まずは結論から。
長距離での積極的な利用は避ける、これは鉄則です。
なぜなら、そもそも、それに適した飛行機ではないからです。あらゆる面で。使うならば、他国間移動に限った方がいいですし、その範囲にしても3~4時間程度にとどめましょう。
とりあえず、ローコストキャリアは空を飛んでこそいますが、実態としては日本における高速バスのようなものだと考えましょう。すなわち、顧客属性が必ずしもいいとは言えないし、それこそ悪臭を放つ乗客が同席している可能性だってあるし、その際は地獄の時間が待っています。
ともあれ、海外の国内線や、ヨーロッパの圏内移動に関しては原則ローコストキャリアになりますし、拒絶していたら行動範囲が限られてしまいますので、ある程度の慣れは必要です。
「富裕層の私は、ローコストキャリアなんて乗っていられないわ!」
「金持ちの俺様が、なんで貧乏人と同じ飛行機に乗らなきゃなんねーんだよ」
そんな意見もあるかもしれませんが、それ以外の飛行機は一度圏内に出るような便しかなく、たとえば中東などに7時間掛けて戻り、そこから4~5時間の滞在を経て、また7時間掛けて戻るみたいな、時間とお金を壮絶に無駄にすることになるのでナンセンスです。どちらも嫌だというなら、チャーターするか、自分で飛行機を買うしかありません。
というわけで、好むと好まざるとは別に、ローコストキャリアは使わなければならない場合が多いので、その点については理解と覚悟をしておきましょう。
ただ、長距離移動については、サービスの質もそうですが、同乗者の民度などの観点から非常にストレスフルになる可能性と、その振れ幅が時に想像を絶することもあるので推奨しません。

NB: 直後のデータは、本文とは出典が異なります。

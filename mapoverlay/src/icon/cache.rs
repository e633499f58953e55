//! Icon resolution across the memory tier, the disk tier and the network.
//!
//! # Resolution order
//!
//! ```text
//! resolve(icon, target)
//!   ├─ memory hit ───────────────────────────────► Ready
//!   ├─ inline / asset ── decode + fit ── memory ──► Ready | Unavailable
//!   └─ remote
//!        ├─ disk hit ── decode + fit ── memory ───► Ready
//!        ├─ fetch already in flight ── add waiter ► Pending
//!        └─ spawn fetch ──────────────────────────► Pending
//!                 │
//!                 ▼  (runtime)
//!           fetch ─► decode + fit ─► disk write ─► prune
//!                 │
//!                 ▼
//!           completion channel ─► take_completions() on the owner
//! ```
//!
//! Only the owner touches the memory tier and the waiter table. Background
//! tasks communicate exclusively through the completion channel.

use std::collections::HashMap;
use std::sync::Arc;
use tokio::runtime::Handle;
use tokio::sync::mpsc;
use tokio_util::sync::CancellationToken;
use tracing::{debug, warn};

use super::bitmap::{decode_and_fit, Bitmap};
use super::disk::DiskIconCache;
use super::fetch::{IconFetcher, ReqwestFetcher};
use super::key::IconKey;
use super::memory::MemoryIconCache;
use super::source::{IconRef, IconSource};
use super::types::{IconCacheConfig, IconCacheStats, IconError};

/// Who is waiting for an icon.
#[derive(Debug, Clone, PartialEq, Eq, Hash)]
pub enum IconTarget {
    /// A marker, by id
    Marker(String),
    /// A rendered cluster, by cluster key
    Cluster(String),
}

/// Outcome of a synchronous resolution.
#[derive(Debug, Clone, PartialEq)]
pub enum Resolution {
    /// Bitmap available now
    Ready(Bitmap),
    /// A fetch is running; the target will be named in a later completion
    Pending,
    /// Resolution failed; the target keeps its default appearance
    Unavailable,
}

/// A finished background fetch, drained by the owner.
#[derive(Debug, Clone)]
pub struct IconCompletion {
    pub key: IconKey,
    /// Every target that asked for `key` while the fetch was in flight
    pub targets: Vec<IconTarget>,
    /// `None` when the fetch or decode failed
    pub bitmap: Option<Bitmap>,
}

struct FetchOutcome {
    key: IconKey,
    result: Result<Bitmap, IconError>,
}
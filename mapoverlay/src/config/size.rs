//! Byte sizes written the way people write them ("12MB", "500 KB").

use thiserror::Error;

const KB: u64 = 1024;
const MB: u64 = KB * 1024;
const GB: u64 = MB * 1024;

/// Recognized suffixes, longest first so "MB" wins over "M" and "B".
const UNITS: [(&str, u64); 7] = [
    ("GB", GB),
    ("MB", MB),
    ("KB", KB),
    ("G", GB),
    ("M", MB),
    ("K", KB),
    ("B", 1),
];

/// Error parsing a size string.
#[derive(Debug, Error, PartialEq, Eq)]
#[error("Invalid size '{0}' - expected a whole number with an optional KB, MB or GB suffix")]
pub struct SizeParseError(String);

/// Parse a size string into bytes.
///
/// Bare numbers are bytes. Suffixes are binary multiples and
/// case-insensitive; whitespace between number and suffix is allowed.
///
/// ```
/// use mapoverlay::config::parse_size;
///
/// assert_eq!(parse_size("12MB").unwrap(), 12 * 1024 * 1024);
/// assert_eq!(parse_size("500 kb").unwrap(), 500 * 1024);
/// assert_eq!(parse_size("0").unwrap(), 0);
/// ```
pub fn parse_size(input: &str) -> Result<usize, SizeParseError> {
    let invalid = || SizeParseError(input.to_string());
    let trimmed = input.trim();
    let upper = trimmed.to_ascii_uppercase();

    let (digits, multiplier) = UNITS
        .iter()
        .find_map(|(suffix, multiplier)| {
            upper
                .strip_suffix(suffix)
                .map(|rest| (rest.trim_end(), *multiplier))
        })
        .unwrap_or((upper.as_str(), 1));

    if digits.is_empty() || !digits.bytes().all(|b| b.is_ascii_digit()) {
        return Err(invalid());
    }

    let value: u64 = digits.parse().map_err(|_| invalid())?;
    value
        .checked_mul(multiplier)
        .and_then(|bytes| usize::try_from(bytes).ok())
        .ok_or_else(invalid)
}

/// Format a byte count so [`parse_size`] reads it back unchanged.
///
/// Uses the largest unit that divides the count exactly.
///
/// ```
/// use mapoverlay::config::format_size;
///
/// assert_eq!(format_size(12 * 1024 * 1024), "12MB");
/// assert_eq!(format_size(1000), "1000");
/// ```
pub fn format_size(bytes: usize) -> String {
    let bytes = bytes as u64;
    [(GB, "GB"), (MB, "MB"), (KB, "KB")]
        .iter()
        .find(|(unit, _)| bytes >= *unit && bytes % unit == 0)
        .map(|(unit, suffix)| format!("{}{}", bytes / unit, suffix))
        .unwrap_or_else(|| bytes.to_string())
}

/// Format a byte count for people, rounding to one decimal.
pub fn display_size(bytes: u64) -> String {
    match bytes {
        b if b >= GB => format!("{:.1} GB", b as f64 / GB as f64),
        b if b >= MB => format!("{:.1} MB", b as f64 / MB as f64),
        b if b >= KB => format!("{:.1} KB", b as f64 / KB as f64),
        b => format!("{} B", b),
    }
}
//! Disk icon cache management commands.

use clap::Subcommand;

use crate::error::CliError;
use crate::runner::CliRunner;
use mapoverlay::config::display_size;
use mapoverlay::icon::{DiskIconCache, PruneResult};

/// Cache subcommands.
#[derive(Subcommand)]
pub enum CacheAction {
    /// Show disk icon cache location and usage
    Stats,
    /// Delete every cached icon
    Clear,
    /// Evict the oldest icons until the cache fits its limits
    Prune,
}

/// Run a cache subcommand.
pub fn run(action: CacheAction) -> Result<(), CliError> {
    let runner = CliRunner::with_debug(false)?;
    runner.log_startup("cache");

    let Some(disk_config) = runner.engine_config().icons.disk else {
        println!("Disk icon cache is disabled (icons.disk_size or icons.disk_max_files is 0)");
        return Ok(());
    };
    let disk = DiskIconCache::new(disk_config);

    match action {
        CacheAction::Stats => {
            let usage = disk.usage()?;
            println!("Disk Icon Cache");
            println!("===============");
            println!();
            println!("Location:   {}", disk.directory().display());
            println!("Icons:      {} / {}", usage.files, disk.max_files());
            println!(
                "Size:       {} / {}",
                display_size(usage.bytes),
                display_size(disk.max_bytes())
            );
        }
        CacheAction::Clear => {
            let result = disk.clear()?;
            println!("Cleared {}", disk.directory().display());
            print_prune_result(&result);
        }
        CacheAction::Prune => {
            let result = disk.prune()?;
            if result.files_deleted == 0 {
                println!("Cache is within limits, nothing to prune");
            }
            print_prune_result(&result);
        }
    }

    Ok(())
}

fn print_prune_result(result: &PruneResult) {
    println!(
        "Deleted {} icons ({}), {} remaining ({})",
        result.files_deleted,
        display_size(result.bytes_freed),
        result.files_remaining,
        display_size(result.bytes_remaining)
    );
}
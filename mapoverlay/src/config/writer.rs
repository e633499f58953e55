//! INI serialization logic for converting `ConfigFile` → INI string.
//!
//! This module contains the `to_config_string()` function that produces
//! the commented INI representation written to `config.ini`.

use std::path::Path;

use super::settings::ConfigFile;
use super::size::format_size;

/// Convert a `ConfigFile` to a commented INI string for saving.
pub(super) fn to_config_string(config: &ConfigFile) -> String {
    let icons = &config.icons;
    let clustering = &config.clustering;
    let anim = &config.animation;

    format!(
        r#"[icons]
; Directory for the persistent icon cache. Files are stored flat as <hash>.png
; Example: directory = ~/.cache/mapoverlay/icons
directory = {}
; Memory cache size for decoded icons (default: 12MB)
; Supports: KB, MB, GB suffixes (e.g., 500KB, 12MB)
memory_size = {}
; Disk cache size (default: 50MB). Set to 0 to keep icons in memory only
disk_size = {}
; Maximum number of files in the disk cache (default: 500)
disk_max_files = {}
; Icon size in points when a marker does not specify one (default: 48)
default_size = {}
; Pixels per point on the target display (default: 1.0)
device_scale = {}
; Timeout in seconds for remote icon downloads (default: 4)
fetch_timeout = {}
; Directory that asset:// and bare icon paths are resolved against
asset_root = {}

[clustering]
; Start with marker clustering enabled (default: false)
enabled = {}
; Markers closer than this many screen pixels are grouped (default: 100)
distance = {}
; Camera zoom assumed until the host moves the camera (default: 14)
zoom = {}

[animation]
; Bounce cycle length in milliseconds (default: 700)
bounce_duration_ms = {}
; Bounce height in points (default: 20)
bounce_height = {}
; Pulse cycle length in milliseconds (default: 1500)
pulse_duration_ms = {}
; Pulse circle radius at the end of a cycle, in meters (default: 60)
pulse_max_radius = {}
; Pulse fill color as 0xAARRGGBB; the alpha fades to zero over a cycle
pulse_color = 0x{:08X}

[logging]
; Log file path (truncated at the start of every session)
file = {}
"#,
        path_to_string(&icons.directory),
        format_size(icons.memory_size),
        format_size(icons.disk_size as usize),
        icons.disk_max_files,
        icons.default_size,
        icons.device_scale,
        icons.fetch_timeout,
        path_to_string(&icons.asset_root),
        clustering.enabled,
        clustering.distance,
        clustering.zoom,
        anim.bounce_duration_ms,
        anim.bounce_height,
        anim.pulse_duration_ms,
        anim.pulse_max_radius,
        anim.pulse_color,
        path_to_string(&config.logging.file),
    )
}

/// Render a path, abbreviating the home directory to `~`.
fn path_to_string(path: &Path) -> String {
    if let Some(home) = dirs::home_dir() {
        if let Ok(stripped) = path.strip_prefix(&home) {
            return format!("~/{}", stripped.display());
        }
    }
    path.display().to_string()
}

#[cfg(test)]
mod tests {
    use super::*;

    #[test]
    fn test_default_config_string_has_all_sections() {
        let text = to_config_string(&ConfigFile::default());
        for section in ["[icons]", "[clustering]", "[animation]", "[logging]"] {
            assert!(text.contains(section), "missing {}", section);
        }
        assert!(text.contains("memory_size = 12MB"));
        assert!(text.contains("disk_size = 50MB"));
        assert!(text.contains("pulse_color = 0x553F51B5"));
    }

    #[test]
    fn test_written_config_parses_back_to_defaults() {
        let ini = ini::Ini::load_from_str(&to_config_string(&ConfigFile::default())).unwrap();
        let parsed = super::super::parser::parse_ini(&ini).unwrap();
        assert_eq!(parsed, ConfigFile::default());
    }
}
//! Engine construction errors.

use thiserror::Error;

use crate::icon::IconError;

/// Errors raised while building an [`OverlayEngine`](super::OverlayEngine).
///
/// Once constructed, the engine never returns errors: failures are logged
/// and the operation becomes a no-op.
#[derive(Debug, Error)]
pub enum EngineError {
    #[error("Failed to create icon cache: {0}")]
    IconCache(#[from] IconError),
}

あと、結構な頻度で遅延などが発生するため、トランジットの乗り継ぎなどで利用する際は、ヒヤヒヤさせられることもあります。十分すぎるほどに旅慣れしていて、なおかつ語学堪能で、時間も十分になるならそれでも構いませんが・・さすがに本末転倒すぎる展開になりかねないので、程々の利用にすることを推奨します。